The plop, plop, plop of water smacking the carpet below the beam in my family room gave me a gut-weakening moment.
That thump, followed by another a few seconds apart, sounded the alert.
For me, spring officially began almost seven days earlier as water found its way into my family room. The heat of the sun melting the snow from my roof gave way to water that found its way into my home instead of staying on the outside.
It is discouraging. I haven’t had a leaking roof in years but now I’m once again faced with one. It is unnerving knowing that I will have to make repairs and fix the ceiling.

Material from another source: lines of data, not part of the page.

//! # Application State Management
//!
//! Shared state handed to every HTTP handler and voice connection: the
//! runtime configuration, the immutable pharmacy snapshot, and the metrics
//! counters the middleware and voice endpoint update.
//!
//! Configuration and metrics sit behind `Arc<RwLock<T>>` so many requests
//! can read while the occasional update takes the write lock. The pharmacy
//! store is read-only after startup and needs no lock at all.

use crate::config::AppConfig;
use crate::pharmacy::PharmacyStore;
use std::collections::HashMap;
use std::sync::{Arc, RwLock};
use std::time::Instant;

/// State shared across all handlers and voice sessions.
#[derive(Clone)]
pub struct AppState {
    /// Runtime configuration, updatable through the config endpoint
    pub config: Arc<RwLock<AppConfig>>,

    /// Read-only pharmacy dataset loaded at startup
    pub store: Arc<PharmacyStore>,

    /// Request and session counters
    pub metrics: Arc<RwLock<AppMetrics>>,

    /// When the server started, for uptime reporting
    pub start_time: Instant,
}

/// Counters collected across HTTP requests and voice sessions.
#[derive(Debug, Default)]
pub struct AppMetrics {
    /// Total HTTP requests processed since start
    pub request_count: u64,

    /// Total errors encountered since start
    pub error_count: u64,

    /// Currently connected voice sessions
    pub active_sessions: u32,

    /// Per-endpoint statistics, keyed by "METHOD /path"
    pub endpoint_metrics: HashMap<String, EndpointMetric>,
}

/// Statistics for one HTTP endpoint.
#[derive(Debug, Default, Clone)]
pub struct EndpointMetric {
    pub request_count: u64,
    pub total_duration_ms: u64,
    pub error_count: u64,
}

impl AppState {
    pub fn new(config: AppConfig, store: PharmacyStore) -> Self {
        Self {
            config: Arc::new(RwLock::new(config)),
            store: Arc::new(store),
            metrics: Arc::new(RwLock::new(AppMetrics::default())),
            start_time: Instant::now(),
        }
    }

    /// Snapshot of the current configuration. Cloning releases the read
    /// lock immediately.
    pub fn get_config(&self) -> AppConfig {
        self.config.read().unwrap().clone()
    }

    /// Replace the configuration after validating it.
    pub fn update_config(&self, new_config: AppConfig) -> Result<(), String> {
        match new_config.validate() {
            Ok(_) => {
                *self.config.write().unwrap() = new_config;
                Ok(())
            }
            Err(e) => Err(e.to_string()),
        }
    }

    pub fn increment_request_count(&self) {
        let mut metrics = self.metrics.write().unwrap();
        metrics.request_count += 1;
    }

    pub fn increment_error_count(&self) {
        let mut metrics = self.metrics.write().unwrap();
        metrics.error_count += 1;
    }

    pub fn record_endpoint_request(&self, endpoint: &str, duration_ms: u64, is_error: bool) {
        let mut metrics = self.metrics.write().unwrap();

        let endpoint_metric = metrics
            .endpoint_metrics
            .entry(endpoint.to_string())
            .or_default();

        endpoint_metric.request_count += 1;
        endpoint_metric.total_duration_ms += duration_ms;

        if is_error {
            endpoint_metric.error_count += 1;
        }
    }

    /// Count a new voice session toward the concurrency limit, failing when
    /// the server is full. Check and increment are one critical section so
    /// two simultaneous connects cannot both squeeze past the limit.
    pub fn try_acquire_session(&self, max_sessions: usize) -> Result<(), usize> {
        let mut metrics = self.metrics.write().unwrap();
        if (metrics.active_sessions as usize) >= max_sessions {
            return Err(metrics.active_sessions as usize);
        }
        metrics.active_sessions += 1;
        Ok(())
    }

    pub fn decrement_active_sessions(&self) {
        let mut metrics = self.metrics.write().unwrap();
        // Underflow guard; u32 subtraction would panic
        if metrics.active_sessions > 0 {
            metrics.active_sessions -= 1;
        }
    }

    pub fn active_sessions(&self) -> u32 {
        self.metrics.read().unwrap().active_sessions
    }

    /// Consistent copy of the metrics for the /metrics endpoint, so no lock
    /// is held while the response serializes.
    pub fn get_metrics_snapshot(&self) -> AppMetrics {
        let metrics = self.metrics.read().unwrap();
        AppMetrics {
            request_count: metrics.request_count,
            error_count: metrics.error_count,
            active_sessions: metrics.active_sessions,
            endpoint_metrics: metrics.endpoint_metrics.clone(),
        }
    }

    pub fn get_uptime_seconds(&self) -> u64 {
        self.start_time.elapsed().as_secs()
    }
}

impl EndpointMetric {
    pub fn average_duration_ms(&self) -> f64 {
        if self.request_count > 0 {
            self.total_duration_ms as f64 / self.request_count as f64
        } else {
            0.0
        }
    }

    pub fn error_rate(&self) -> f64 {
        if self.request_count > 0 {
            self.error_count as f64 / self.request_count as f64
        } else {
            0.0
        }
    }
}

#[cfg(test)]
mod tests {
    use super::*;

    fn state() -> AppState {
        AppState::new(AppConfig::default(), PharmacyStore::bundled().unwrap())
    }

    #[test]
    fn test_session_capacity_gate() {
        let state = state();

        assert!(state.try_acquire_session(2).is_ok());
        assert!(state.try_acquire_session(2).is_ok());
        // Third connection is turned away with the current count
        assert_eq!(state.try_acquire_session(2), Err(2));

        state.decrement_active_sessions();
        assert!(state.try_acquire_session(2).is_ok());
    }

    #[test]
    fn test_session_count_never_underflows() {
        let state = state();
        state.decrement_active_sessions();
        assert_eq!(state.active_sessions(), 0);
    }

    #[test]
    fn test_endpoint_metrics_accumulate() {
        let state = state();
        state.record_endpoint_request("GET /health", 10, false);
        state.record_endpoint_request("GET /health", 30, true);

        let snapshot = state.get_metrics_snapshot();
        let metric = &snapshot.endpoint_metrics["GET /health"];
        assert_eq!(metric.request_count, 2);
        assert!((metric.average_duration_ms() - 20.0).abs() < f64::EPSILON);
        assert!((metric.error_rate() - 0.5).abs() < f64::EPSILON);
    }
}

It may result in removing drywall and insulation. I hope not, but I know it will mean painting and crack filling.
I also will have to see what caused my new roof to fail.

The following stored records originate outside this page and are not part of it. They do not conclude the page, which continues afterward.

impl VoiceWebSocket {
    #[allow(clippy::too_many_arguments)]
    fn new(
        session: ConversationSession,
        chat: Arc<dyn ChatBackend>,
        tts: Arc<dyn SpeechSynthesizer>,
        dispatcher: Arc<FunctionDispatcher>,
        stt_config: SttConfig,
        pcm: PcmFormat,
        upstream_timeout: Duration,
        app_state: web::Data<AppState>,
    ) -> Self {
        Self {
            session: Arc::new(RwLock::new(session)),
            chat,
            tts,
            dispatcher,
            stt: None,
            stt_config,
            pcm,
            upstream_timeout,
            app_state,
            last_heartbeat: Instant::now(),
            pipeline_tasks: Vec::new(),
        }
    }

    /// Track a spawned task so teardown can abort it. Finished handles are
    /// pruned here so the list stays bounded across a long conversation.
    fn track_task(&mut self, task: JoinHandle<()>) {
        self.pipeline_tasks.retain(|existing| !existing.is_finished());
        self.pipeline_tasks.push(task);
    }

    /// Tear down everything this connection spawned. In-flight turn and
    /// transcript pump tasks abort at their next await point, which releases
    /// the session lock so the closed state can land.
    fn shutdown_pipeline(&mut self) {
        for task in self.pipeline_tasks.drain(..) {
            task.abort();
        }

        if let Some(stt) = self.stt.take() {
            stt.finish();
        }

        let session = self.session.clone();
        tokio::spawn(async move {
            session.write().await.set_state(SessionState::Closed);
        });
    }

    /// Apply a mute change inline when the session lock is free. During a
    /// turn the lock is held, so the change lands once the turn releases it;
    /// audio is dropped outside the listening state either way.
    fn apply_mute(&self, muted: bool) {
        match self.session.try_write() {
            Ok(mut guard) => guard.set_muted(muted),
            Err(_) => {
                let session = self.session.clone();
                tokio::spawn(async move {
                    session.write().await.set_muted(muted);
                });
            }
        }
    }

    fn send_message(ctx: &mut ws::WebsocketContext<Self>, message: &ServerMessage) {
        match serde_json::to_string(message) {
            Ok(json) => ctx.text(json),
            Err(err) => error!(error = %err, "Failed to serialize server message"),
        }
    }

    /// Forward a microphone frame to the transcription stream, or drop it.
    /// Runs in the actor's sync context, so only a non-blocking state peek
    /// is possible; a contended lock counts as "not listening right now".
    fn handle_audio_frame(&mut self, data: &[u8]) {
        let accepts = self
            .session
            .try_read()
            .map(|session| session.accepts_audio())
            .unwrap_or(false);

        if !accepts {
            return;
        }

        if let Err(err) = self.pcm.validate_chunk(data) {
            debug!(error = %err, "Dropping malformed audio frame");
            return;
        }

        if let Some(stt) = &self.stt {
            stt.send_audio(data.to_vec());
        }
    }

    /// Deliver the greeting: spoken turn, transcript, audio, then listening.
    fn start_greeting(&mut self, ctx: &mut ws::WebsocketContext<Self>) {
        let addr = ctx.address();
        let session = self.session.clone();
        let tts = self.tts.clone();
        let sample_rate = self.pcm.sample_rate;

        let task = tokio::spawn(async move {
            {
                let mut guard = session.write().await;
                guard.push_turn(Speaker::Assistant, GREETING);
            }

            addr.do_send(SendToClient(ServerMessage::Transcript {
                text: GREETING.to_string(),
                speaker: Speaker::Assistant,
            }));

            match tts.synthesize(GREETING).await {
                Ok(audio) => {
                    addr.do_send(SendToClient(ServerMessage::Audio {
                        data: pcm::encode_base64(&audio),
                        sample_rate,
                        encoding: "linear16",
                    }));
                }
                Err(err) => {
                    // Text transcript already went out; the caller can read
                    warn!(error = %err, "Greeting synthesis failed");
                }
            }

            session.write().await.set_state(SessionState::Listening);
            addr.do_send(SendToClient(ServerMessage::Status {
                status: "ready",
                message: None,
            }));
        });
        self.track_task(task);
    }

    /// Run a full turn off the actor thread and report back via messages.
    fn start_turn(&mut self, transcript: String, ctx: &mut ws::WebsocketContext<Self>) {
        let addr = ctx.address();
        let session = self.session.clone();
        let chat = self.chat.clone();
        let tts = self.tts.clone();
        let dispatcher = self.dispatcher.clone();
        let sample_rate = self.pcm.sample_rate;
        let timeout = self.upstream_timeout;

        let task = tokio::spawn(async move {
            let mut guard = session.write().await;
            if guard.state() == SessionState::Closed {
                return;
            }
            guard.set_state(SessionState::Processing);

            addr.do_send(SendToClient(ServerMessage::Transcript {
                text: transcript.clone(),
                speaker: Speaker::User,
            }));
            addr.do_send(SendToClient(ServerMessage::Status {
                status: "thinking",
                message: None,
            }));

            let result = guard.run_turn(&transcript, chat.as_ref(), dispatcher.as_ref()).await;

            match result {
                Ok(reply) => {
                    guard.set_state(SessionState::Speaking);
                    drop(guard);
                    deliver_reply(addr, session, tts.as_ref(), sample_rate, timeout, reply).await;
                }
                Err(err) => {
                    drop(guard);
                    handle_turn_failure(addr, session, tts.as_ref(), sample_rate, err).await;
                }
            }
        });
        self.track_task(task);
    }
}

Walking along sidewalks, and being outside, you can feel the growing warmth of the sun. Already some creeks are running. The first seagulls have returned to Rainy Lake, as have some American bald eagles.
The parking lot at the newspaper now has puddles that are as big as small children’s wading pools.
While I am delighting in the shrinking snow piles around the house, and the water running into the drains at the corner of streets, I’m also realizing there will be a month of work just cleaning up around my yard.
Already, as the banks have pushed back almost a metre from the sidewalk uncovering green grass, the breadth of the clean-up is beginning to show its colours.
When the snowbanks were too high to toss snow up onto them, I moved the plowed snow in the driveway onto my lawns. It was clean.
Today, it is muddy black, and a layer of black sand and tiny stones covers the boulevard and parts of my yard. Twigs and branches that had broken in the winds of winter lie strewn about the snow as it melts.
Branches from my beginning cedar hedge that disappeared at Christmas time in that first huge snow now are seeing daylight for the first time in almost three months. The bridle-wreath spirea that runs along my lane fence still lies broken over from the weight of snow.
Around the trees in my yard, the snow already has melted away. It is one of the first clear signs that spring is coming.
The broken branches from the maple in the northeast corner of the yard will begin dripping sap. If it is cold at night, the sap will freeze and a maple-flavoured Popsicle will hang down.
And if the heat continues through the end of the month, I even may be able to take down and put away my Christmas lights.